DATA TO EXAMINE section start

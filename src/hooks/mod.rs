//! Container-bound hooks
//!
//! Each accessor is a memoized call into the container, keyed on
//! `[id, container, ...deps]` (or `[id, parent, options]` for
//! provisioning). `use_tree_visitor` ties a visitor's attachment to the
//! component's mount lifecycle.

pub mod deps;
pub mod harness;
pub mod host;
pub mod primitives;
pub mod use_container;
pub mod use_many_services;
pub mod use_service;
pub mod use_tree_visitor;

pub use deps::{DepKey, DepList};
pub use harness::{render_hook, RenderHook};
pub use host::{Cleanup, ComponentHost, RenderContext};
pub use primitives::{try_use_memo, use_effect, use_memo, use_ref, MutableRef};
pub use use_container::use_container;
pub use use_many_services::{use_many_services, use_many_services_or_none};
pub use use_service::{use_service, use_service_or_none};
pub use use_tree_visitor::{use_tree_visitor, DetachHandle};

DATA TO EXAMINE section end

• WORK TO BE COMPLETED
In the records above, find each line with the word "deps" and copy it out.

• OUTPUT BELOW
//! `[id, container, ...deps]` (or `[id, parent, options]` for
pub mod deps;
pub use deps::{DepKey, DepList};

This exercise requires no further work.